_WHAT TO PRODUCE_. Return each line of the entries that mentions the word "extended".

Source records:
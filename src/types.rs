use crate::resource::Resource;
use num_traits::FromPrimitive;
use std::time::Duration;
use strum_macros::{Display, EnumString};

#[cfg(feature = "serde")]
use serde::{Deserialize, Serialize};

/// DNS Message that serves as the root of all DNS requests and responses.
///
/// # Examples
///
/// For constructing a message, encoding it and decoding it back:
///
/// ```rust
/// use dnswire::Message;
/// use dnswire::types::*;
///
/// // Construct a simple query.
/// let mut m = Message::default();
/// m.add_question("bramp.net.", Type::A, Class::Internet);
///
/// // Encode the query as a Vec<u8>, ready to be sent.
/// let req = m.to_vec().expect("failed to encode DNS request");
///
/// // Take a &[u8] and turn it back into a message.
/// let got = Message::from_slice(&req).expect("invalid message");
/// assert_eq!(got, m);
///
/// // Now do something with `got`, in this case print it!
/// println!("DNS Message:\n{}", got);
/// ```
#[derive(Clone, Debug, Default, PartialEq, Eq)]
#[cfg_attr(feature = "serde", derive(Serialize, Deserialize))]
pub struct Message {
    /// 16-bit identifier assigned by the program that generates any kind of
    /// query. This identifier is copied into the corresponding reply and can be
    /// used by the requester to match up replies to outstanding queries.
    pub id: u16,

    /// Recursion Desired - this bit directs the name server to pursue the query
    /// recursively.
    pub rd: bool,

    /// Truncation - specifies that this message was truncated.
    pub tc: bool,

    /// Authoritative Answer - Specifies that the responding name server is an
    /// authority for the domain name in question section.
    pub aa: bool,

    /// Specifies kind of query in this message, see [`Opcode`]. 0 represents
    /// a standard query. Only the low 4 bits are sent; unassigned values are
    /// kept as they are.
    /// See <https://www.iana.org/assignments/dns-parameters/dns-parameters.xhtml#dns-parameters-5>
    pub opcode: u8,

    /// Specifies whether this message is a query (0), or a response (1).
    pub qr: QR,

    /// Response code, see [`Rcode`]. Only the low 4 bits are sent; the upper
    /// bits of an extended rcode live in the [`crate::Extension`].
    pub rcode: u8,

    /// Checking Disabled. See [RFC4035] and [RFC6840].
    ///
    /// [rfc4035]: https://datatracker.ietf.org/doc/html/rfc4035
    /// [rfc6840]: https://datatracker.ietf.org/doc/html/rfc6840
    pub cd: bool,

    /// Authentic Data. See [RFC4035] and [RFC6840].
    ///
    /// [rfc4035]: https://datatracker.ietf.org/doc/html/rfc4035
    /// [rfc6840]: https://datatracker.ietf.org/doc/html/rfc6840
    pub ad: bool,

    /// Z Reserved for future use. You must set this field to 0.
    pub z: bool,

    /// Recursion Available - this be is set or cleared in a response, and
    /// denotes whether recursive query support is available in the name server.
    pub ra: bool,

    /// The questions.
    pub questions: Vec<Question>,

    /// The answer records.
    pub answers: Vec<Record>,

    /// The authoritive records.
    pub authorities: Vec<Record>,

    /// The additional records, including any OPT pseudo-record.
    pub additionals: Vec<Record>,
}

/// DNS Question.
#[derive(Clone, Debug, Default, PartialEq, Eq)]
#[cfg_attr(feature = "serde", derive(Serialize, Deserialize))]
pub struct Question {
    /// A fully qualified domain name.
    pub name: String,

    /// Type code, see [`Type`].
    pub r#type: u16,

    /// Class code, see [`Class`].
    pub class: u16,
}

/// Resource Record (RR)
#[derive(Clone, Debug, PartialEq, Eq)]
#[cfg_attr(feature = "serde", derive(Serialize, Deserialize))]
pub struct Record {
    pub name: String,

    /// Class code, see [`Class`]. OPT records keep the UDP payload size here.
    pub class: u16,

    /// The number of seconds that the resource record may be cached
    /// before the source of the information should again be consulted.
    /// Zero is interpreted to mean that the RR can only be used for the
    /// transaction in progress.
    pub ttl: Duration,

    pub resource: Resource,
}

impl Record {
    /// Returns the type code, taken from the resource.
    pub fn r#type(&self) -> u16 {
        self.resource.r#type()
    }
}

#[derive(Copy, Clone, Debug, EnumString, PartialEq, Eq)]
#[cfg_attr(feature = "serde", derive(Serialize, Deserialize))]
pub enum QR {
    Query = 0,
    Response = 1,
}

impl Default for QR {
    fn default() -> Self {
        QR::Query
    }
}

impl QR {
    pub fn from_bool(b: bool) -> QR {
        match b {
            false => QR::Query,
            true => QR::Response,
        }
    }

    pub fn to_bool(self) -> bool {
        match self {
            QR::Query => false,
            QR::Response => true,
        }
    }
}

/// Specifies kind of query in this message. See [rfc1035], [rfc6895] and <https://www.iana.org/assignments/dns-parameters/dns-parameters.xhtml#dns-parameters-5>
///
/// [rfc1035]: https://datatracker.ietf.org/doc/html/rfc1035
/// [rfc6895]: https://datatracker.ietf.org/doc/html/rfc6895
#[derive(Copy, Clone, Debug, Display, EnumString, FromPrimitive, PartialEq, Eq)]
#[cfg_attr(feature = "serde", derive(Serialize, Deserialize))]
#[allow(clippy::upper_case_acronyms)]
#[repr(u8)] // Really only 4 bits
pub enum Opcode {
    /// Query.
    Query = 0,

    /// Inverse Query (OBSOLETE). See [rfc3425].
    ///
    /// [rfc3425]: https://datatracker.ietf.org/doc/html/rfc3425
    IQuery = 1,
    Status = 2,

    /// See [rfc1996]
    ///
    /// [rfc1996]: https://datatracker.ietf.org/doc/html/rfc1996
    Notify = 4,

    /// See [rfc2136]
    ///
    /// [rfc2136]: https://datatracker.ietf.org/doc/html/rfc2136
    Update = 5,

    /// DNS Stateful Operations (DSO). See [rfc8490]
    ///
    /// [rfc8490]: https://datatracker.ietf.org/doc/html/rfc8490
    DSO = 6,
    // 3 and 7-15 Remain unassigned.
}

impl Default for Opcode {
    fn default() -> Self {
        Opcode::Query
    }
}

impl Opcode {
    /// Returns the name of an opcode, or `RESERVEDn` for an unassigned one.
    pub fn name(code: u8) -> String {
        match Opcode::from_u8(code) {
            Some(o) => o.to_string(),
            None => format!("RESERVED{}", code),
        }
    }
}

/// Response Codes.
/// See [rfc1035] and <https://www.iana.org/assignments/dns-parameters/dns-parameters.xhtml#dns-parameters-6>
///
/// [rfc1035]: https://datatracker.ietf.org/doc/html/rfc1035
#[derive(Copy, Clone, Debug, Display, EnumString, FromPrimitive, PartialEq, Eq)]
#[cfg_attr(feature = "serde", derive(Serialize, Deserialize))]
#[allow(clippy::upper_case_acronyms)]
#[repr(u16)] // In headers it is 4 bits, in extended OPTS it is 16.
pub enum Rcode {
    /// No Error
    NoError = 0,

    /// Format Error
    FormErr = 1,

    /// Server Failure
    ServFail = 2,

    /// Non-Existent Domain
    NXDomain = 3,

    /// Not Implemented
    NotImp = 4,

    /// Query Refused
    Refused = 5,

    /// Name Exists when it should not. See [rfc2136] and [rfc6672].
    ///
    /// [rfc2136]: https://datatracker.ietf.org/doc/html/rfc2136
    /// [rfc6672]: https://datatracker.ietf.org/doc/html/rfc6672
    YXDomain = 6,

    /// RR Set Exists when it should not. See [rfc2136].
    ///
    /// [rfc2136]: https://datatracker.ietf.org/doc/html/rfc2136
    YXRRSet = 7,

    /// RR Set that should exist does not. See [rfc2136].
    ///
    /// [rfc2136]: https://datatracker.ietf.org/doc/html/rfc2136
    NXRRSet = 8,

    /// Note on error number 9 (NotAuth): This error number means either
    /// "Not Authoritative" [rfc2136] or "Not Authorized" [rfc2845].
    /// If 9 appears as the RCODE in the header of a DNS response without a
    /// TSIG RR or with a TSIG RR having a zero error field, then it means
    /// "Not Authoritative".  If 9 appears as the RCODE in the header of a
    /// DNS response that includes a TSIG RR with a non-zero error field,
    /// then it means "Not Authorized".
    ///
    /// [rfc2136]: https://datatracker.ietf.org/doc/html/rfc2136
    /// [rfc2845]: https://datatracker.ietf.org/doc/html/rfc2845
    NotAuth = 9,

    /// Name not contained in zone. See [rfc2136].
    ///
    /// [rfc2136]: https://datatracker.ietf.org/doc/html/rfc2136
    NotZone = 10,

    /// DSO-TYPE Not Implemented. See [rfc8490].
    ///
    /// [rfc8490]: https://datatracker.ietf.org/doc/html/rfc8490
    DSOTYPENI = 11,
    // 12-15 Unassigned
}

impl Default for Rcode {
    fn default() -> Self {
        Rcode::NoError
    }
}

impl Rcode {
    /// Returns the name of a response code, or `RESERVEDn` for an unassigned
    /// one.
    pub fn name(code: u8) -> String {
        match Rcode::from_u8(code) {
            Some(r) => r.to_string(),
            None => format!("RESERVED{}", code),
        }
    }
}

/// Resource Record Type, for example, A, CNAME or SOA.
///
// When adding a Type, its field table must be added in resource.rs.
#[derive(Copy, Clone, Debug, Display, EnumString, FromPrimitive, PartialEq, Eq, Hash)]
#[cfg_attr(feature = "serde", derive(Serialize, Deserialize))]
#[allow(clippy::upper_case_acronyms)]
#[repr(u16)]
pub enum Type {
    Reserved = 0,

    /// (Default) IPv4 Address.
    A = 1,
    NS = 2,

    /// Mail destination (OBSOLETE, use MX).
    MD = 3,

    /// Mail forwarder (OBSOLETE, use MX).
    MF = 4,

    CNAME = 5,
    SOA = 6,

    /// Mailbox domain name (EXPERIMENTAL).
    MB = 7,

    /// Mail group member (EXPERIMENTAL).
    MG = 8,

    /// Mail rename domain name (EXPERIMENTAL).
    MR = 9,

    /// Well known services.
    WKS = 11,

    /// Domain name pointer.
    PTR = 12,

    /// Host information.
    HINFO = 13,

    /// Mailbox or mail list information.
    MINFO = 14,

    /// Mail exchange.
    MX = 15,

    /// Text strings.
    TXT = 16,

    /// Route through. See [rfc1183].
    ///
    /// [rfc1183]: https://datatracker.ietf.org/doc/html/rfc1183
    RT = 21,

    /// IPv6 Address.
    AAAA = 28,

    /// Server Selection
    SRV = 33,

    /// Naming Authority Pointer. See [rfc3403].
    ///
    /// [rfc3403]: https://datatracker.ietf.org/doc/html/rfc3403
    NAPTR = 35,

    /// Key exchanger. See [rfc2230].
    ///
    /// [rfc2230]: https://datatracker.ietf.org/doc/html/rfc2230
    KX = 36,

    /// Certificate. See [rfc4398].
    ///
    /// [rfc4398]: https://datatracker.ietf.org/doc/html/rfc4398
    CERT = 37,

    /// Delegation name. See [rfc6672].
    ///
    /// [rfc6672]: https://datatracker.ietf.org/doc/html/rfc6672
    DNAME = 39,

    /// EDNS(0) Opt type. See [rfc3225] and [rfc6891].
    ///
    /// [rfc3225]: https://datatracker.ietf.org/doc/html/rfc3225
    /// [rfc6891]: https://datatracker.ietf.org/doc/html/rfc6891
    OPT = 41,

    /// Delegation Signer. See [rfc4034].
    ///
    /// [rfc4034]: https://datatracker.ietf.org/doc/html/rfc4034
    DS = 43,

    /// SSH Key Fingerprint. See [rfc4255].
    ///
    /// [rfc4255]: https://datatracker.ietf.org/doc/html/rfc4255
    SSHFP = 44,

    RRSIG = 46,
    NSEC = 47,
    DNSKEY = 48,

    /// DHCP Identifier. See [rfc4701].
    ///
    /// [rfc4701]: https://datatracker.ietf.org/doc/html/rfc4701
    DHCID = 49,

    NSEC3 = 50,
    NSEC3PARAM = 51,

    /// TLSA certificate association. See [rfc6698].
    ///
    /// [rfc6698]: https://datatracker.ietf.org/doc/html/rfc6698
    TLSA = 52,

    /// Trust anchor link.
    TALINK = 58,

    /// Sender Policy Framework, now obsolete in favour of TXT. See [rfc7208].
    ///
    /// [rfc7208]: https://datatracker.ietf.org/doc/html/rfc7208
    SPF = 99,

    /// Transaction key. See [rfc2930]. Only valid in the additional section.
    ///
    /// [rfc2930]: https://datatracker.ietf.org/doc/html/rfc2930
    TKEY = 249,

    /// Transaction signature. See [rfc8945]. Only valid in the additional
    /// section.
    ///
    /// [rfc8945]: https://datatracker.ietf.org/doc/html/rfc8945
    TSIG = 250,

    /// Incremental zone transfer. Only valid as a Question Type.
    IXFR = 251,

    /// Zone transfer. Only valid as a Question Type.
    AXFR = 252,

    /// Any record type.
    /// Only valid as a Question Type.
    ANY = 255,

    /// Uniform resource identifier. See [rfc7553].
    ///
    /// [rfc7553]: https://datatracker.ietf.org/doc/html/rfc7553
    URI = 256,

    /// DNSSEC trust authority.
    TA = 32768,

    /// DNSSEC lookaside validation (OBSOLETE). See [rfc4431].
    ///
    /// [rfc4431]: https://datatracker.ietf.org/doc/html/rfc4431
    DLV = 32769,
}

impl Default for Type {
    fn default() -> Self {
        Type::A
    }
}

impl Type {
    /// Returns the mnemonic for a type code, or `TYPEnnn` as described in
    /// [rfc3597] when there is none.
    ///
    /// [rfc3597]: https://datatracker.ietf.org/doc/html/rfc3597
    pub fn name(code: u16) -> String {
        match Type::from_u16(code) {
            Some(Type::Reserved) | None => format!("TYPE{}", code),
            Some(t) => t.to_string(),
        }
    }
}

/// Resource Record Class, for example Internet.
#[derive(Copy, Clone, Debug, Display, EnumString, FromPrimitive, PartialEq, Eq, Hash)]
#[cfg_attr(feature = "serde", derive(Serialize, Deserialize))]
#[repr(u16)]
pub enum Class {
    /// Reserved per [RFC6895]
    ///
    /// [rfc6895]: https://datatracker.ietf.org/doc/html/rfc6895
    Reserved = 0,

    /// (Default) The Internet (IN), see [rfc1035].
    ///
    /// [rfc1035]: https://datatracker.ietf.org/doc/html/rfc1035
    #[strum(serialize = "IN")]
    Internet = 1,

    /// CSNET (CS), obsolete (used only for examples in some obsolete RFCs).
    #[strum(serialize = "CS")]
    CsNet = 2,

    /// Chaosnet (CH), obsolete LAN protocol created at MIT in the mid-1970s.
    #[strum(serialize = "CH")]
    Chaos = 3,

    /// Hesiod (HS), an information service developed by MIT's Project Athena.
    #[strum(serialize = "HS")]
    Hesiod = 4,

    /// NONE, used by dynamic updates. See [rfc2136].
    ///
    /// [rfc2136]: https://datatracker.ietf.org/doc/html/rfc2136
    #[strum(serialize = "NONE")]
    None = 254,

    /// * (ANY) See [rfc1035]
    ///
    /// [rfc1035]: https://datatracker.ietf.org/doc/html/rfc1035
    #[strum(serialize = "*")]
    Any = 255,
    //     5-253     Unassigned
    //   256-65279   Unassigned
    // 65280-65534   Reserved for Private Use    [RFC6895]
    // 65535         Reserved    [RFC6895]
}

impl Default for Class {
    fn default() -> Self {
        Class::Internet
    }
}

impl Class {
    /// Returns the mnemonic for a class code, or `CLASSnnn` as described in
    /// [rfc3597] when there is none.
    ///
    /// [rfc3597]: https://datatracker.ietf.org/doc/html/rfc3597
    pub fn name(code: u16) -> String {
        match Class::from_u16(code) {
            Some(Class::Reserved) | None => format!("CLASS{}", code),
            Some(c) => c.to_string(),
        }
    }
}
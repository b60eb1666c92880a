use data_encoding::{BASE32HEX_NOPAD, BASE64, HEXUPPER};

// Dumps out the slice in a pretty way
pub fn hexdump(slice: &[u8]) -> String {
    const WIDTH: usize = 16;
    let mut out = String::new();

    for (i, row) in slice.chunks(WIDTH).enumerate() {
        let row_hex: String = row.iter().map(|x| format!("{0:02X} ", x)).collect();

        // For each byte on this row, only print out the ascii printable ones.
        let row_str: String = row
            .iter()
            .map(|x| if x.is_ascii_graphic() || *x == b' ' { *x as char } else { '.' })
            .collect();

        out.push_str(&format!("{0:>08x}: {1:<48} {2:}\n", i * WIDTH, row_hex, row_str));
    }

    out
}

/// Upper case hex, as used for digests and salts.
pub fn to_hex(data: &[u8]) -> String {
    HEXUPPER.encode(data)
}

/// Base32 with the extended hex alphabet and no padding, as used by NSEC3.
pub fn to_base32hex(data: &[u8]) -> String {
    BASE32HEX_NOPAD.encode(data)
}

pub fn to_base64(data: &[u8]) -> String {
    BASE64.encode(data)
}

_PROBLEM SOLUTION_.
    /// bits of an extended rcode live in the [`crate::Extension`].
#[repr(u16)] // In headers it is 4 bits, in extended OPTS it is 16.
/// Base32 with the extended hex alphabet and no padding, as used by NSEC3.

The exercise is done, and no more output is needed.